__What you need to do__
Among the entries below, find every line that contains the string "trimmed", then copy it.

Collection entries
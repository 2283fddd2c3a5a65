//! Core domain logic for Jot, a line-oriented personal task tracker.
//! This crate owns command parsing, the task model, dispatch, and the
//! flat-file storage codec; the front end only feeds it input lines and
//! prints the response strings it returns.

pub mod command;
pub mod logging;
pub mod model;
pub mod parser;
pub mod storage;

pub use command::{handle, respond, CommandError, CommandResult, Outcome, FAREWELL, GREETING};
pub use logging::{default_log_level, init_logging, logging_status};
pub use model::list::{ListError, ListResult, TaskList};
pub use model::task::{Task, TaskKind};
pub use parser::date::{format_stored_date, parse_date_payload, parse_stored_date};
pub use parser::{ParseError, ParseResult, Parser, TaskPayload};
pub use storage::{Storage, StorageError, StorageResult};

/// Returns the core crate version.
pub fn core_version() -> &'static str {
    env!("CARGO_PKG_VERSION")
}
//! Task domain model.
//!
//! # Responsibility
//! - Define the task record shared by the parser, dispatch and codec layers.
//! - Provide completion lifecycle helpers.
//!
//! # Invariants
//! - `name` is immutable after construction.
//! - Only deadlines and events carry a date; todos never do.
//! - Completion is a toggle: two flips restore the original state.

use chrono::NaiveDateTime;
use serde::{Deserialize, Serialize};
use std::fmt::{Display, Formatter};

/// Discriminates the three task kinds and carries kind-specific data.
///
/// Deadlines and events hold a wall-clock date-time with no timezone; the
/// command grammar has no way to express one.
#[derive(Debug, Clone, PartialEq, Eq, Serialize, Deserialize)]
#[serde(rename_all = "snake_case")]
pub enum TaskKind {
    /// Plain task with no schedule.
    Todo,
    /// Task due by a point in time.
    Deadline { when: NaiveDateTime },
    /// Task happening at a point in time.
    Event { when: NaiveDateTime },
}

/// A single tracked unit of work.
#[derive(Debug, Clone, PartialEq, Eq, Serialize, Deserialize)]
pub struct Task {
    name: String,
    is_complete: bool,
    kind: TaskKind,
}

impl Task {
    /// Creates an unscheduled todo. New tasks start incomplete.
    pub fn todo(name: impl Into<String>) -> Self {
        Self::with_kind(name, TaskKind::Todo)
    }

    /// Creates a deadline due at `when`.
    pub fn deadline(name: impl Into<String>, when: NaiveDateTime) -> Self {
        Self::with_kind(name, TaskKind::Deadline { when })
    }

    /// Creates an event happening at `when`.
    pub fn event(name: impl Into<String>, when: NaiveDateTime) -> Self {
        Self::with_kind(name, TaskKind::Event { when })
    }

    fn with_kind(name: impl Into<String>, kind: TaskKind) -> Self {
        Self {
            name: name.into(),
            is_complete: false,
            kind,
        }
    }

    /// Task name exactly as it was captured from input.
    pub fn name(&self) -> &str {
        &self.name
    }

    pub fn is_complete(&self) -> bool {
        self.is_complete
    }

    pub fn kind(&self) -> &TaskKind {
        &self.kind
    }

    /// Flips completion state.
    ///
    /// This is deliberately a toggle, not a one-way set: marking an
    /// already-complete task flips it back to incomplete.
    pub fn toggle_done(&mut self) {
        self.is_complete = !self.is_complete;
    }

    /// One-character kind discriminant used by display and the stored format.
    pub fn type_tag(&self) -> char {
        match self.kind {
            TaskKind::Todo => 'T',
            TaskKind::Deadline { .. } => 'D',
            TaskKind::Event { .. } => 'E',
        }
    }

    /// Scheduled date-time, when this kind carries one.
    pub fn when(&self) -> Option<NaiveDateTime> {
        match self.kind {
            TaskKind::Todo => None,
            TaskKind::Deadline { when } | TaskKind::Event { when } => Some(when),
        }
    }
}

impl Display for Task {
    /// Renders `[X] name` when complete, `[ ] name` otherwise.
    ///
    /// The date is not part of this rendering; it only appears in the
    /// stored format.
    fn fmt(&self, f: &mut Formatter<'_>) -> std::fmt::Result {
        write!(
            f,
            "[{}] {}",
            if self.is_complete { 'X' } else { ' ' },
            self.name
        )
    }
}
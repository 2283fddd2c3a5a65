//! File-logging bootstrap.
//!
//! # Responsibility
//! - Initialize rolling file logs exactly once per process.
//!
//! # Invariants
//! - Re-initialization with the same directory and level is a no-op.
//! - Re-initialization with a different directory or level is rejected.
//! - Initialization never panics.

use flexi_logger::{Cleanup, Criterion, FileSpec, Logger, LoggerHandle, Naming, WriteMode};
use log::info;
use once_cell::sync::OnceCell;
use std::path::{Path, PathBuf};

const LOG_FILE_BASENAME: &str = "jot";
const MAX_LOG_FILE_SIZE_BYTES: u64 = 5 * 1024 * 1024;
const MAX_LOG_FILES: usize = 3;

static LOGGING_STATE: OnceCell<LoggingState> = OnceCell::new();

struct LoggingState {
    level: &'static str,
    log_dir: PathBuf,
    _logger: LoggerHandle,
}

/// Initializes file logging at `level` into `log_dir`.
///
/// # Errors
/// - Returns an error when `level` is unsupported, when `log_dir` is empty
///   or cannot be created, or when the logger backend fails to start.
pub fn init_logging(level: &str, log_dir: &str) -> Result<(), String> {
    let level = normalize_level(level)?;
    let log_dir = normalize_log_dir(log_dir)?;

    let init_dir = log_dir.clone();
    let state = LOGGING_STATE.get_or_try_init(|| -> Result<LoggingState, String> {
        std::fs::create_dir_all(&init_dir).map_err(|err| {
            format!("failed to create log directory `{}`: {err}", init_dir.display())
        })?;

        let logger = Logger::try_with_str(level)
            .map_err(|err| format!("invalid log level `{level}`: {err}"))?
            .log_to_file(
                FileSpec::default()
                    .directory(init_dir.as_path())
                    .basename(LOG_FILE_BASENAME),
            )
            .rotate(
                Criterion::Size(MAX_LOG_FILE_SIZE_BYTES),
                Naming::Numbers,
                Cleanup::KeepLogFiles(MAX_LOG_FILES),
            )
            .write_mode(WriteMode::BufferAndFlush)
            .append()
            .format_for_files(flexi_logger::detailed_format)
            .start()
            .map_err(|err| format!("failed to start logger: {err}"))?;

        info!(
            "event=logging_init module=core status=ok level={} log_dir={} version={}",
            level,
            init_dir.display(),
            env!("CARGO_PKG_VERSION")
        );

        Ok(LoggingState {
            level,
            log_dir: init_dir,
            _logger: logger,
        })
    })?;

    if state.log_dir != log_dir {
        return Err(format!(
            "logging already initialized at `{}`; refusing to switch to `{}`",
            state.log_dir.display(),
            log_dir.display()
        ));
    }
    if state.level != level {
        return Err(format!(
            "logging already initialized with level `{}`; refusing to switch to `{}`",
            state.level, level
        ));
    }

    Ok(())
}

/// Active `(level, log_dir)` pair, or `None` before initialization.
pub fn logging_status() -> Option<(&'static str, PathBuf)> {
    LOGGING_STATE
        .get()
        .map(|state| (state.level, state.log_dir.clone()))
}

/// Default level: `debug` in debug builds, `info` in release builds.
pub fn default_log_level() -> &'static str {
    if cfg!(debug_assertions) {
        "debug"
    } else {
        "info"
    }
}

fn normalize_level(level: &str) -> Result<&'static str, String> {
    match level.trim().to_ascii_lowercase().as_str() {
        "trace" => Ok("trace"),
        "debug" => Ok("debug"),
        "info" => Ok("info"),
        "warn" | "warning" => Ok("warn"),
        "error" => Ok("error"),
        other => Err(format!(
            "unsupported log level `{other}`; expected trace|debug|info|warn|error"
        )),
    }
}

fn normalize_log_dir(log_dir: &str) -> Result<PathBuf, String> {
    let trimmed = log_dir.trim();
    if trimmed.is_empty() {
        return Err("log_dir cannot be empty".to_string());
    }
    Ok(Path::new(trimmed).to_path_buf())
}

__Response to the task__
    let trimmed = log_dir.trim();
    if trimmed.is_empty() {
    Ok(Path::new(trimmed).to_path_buf())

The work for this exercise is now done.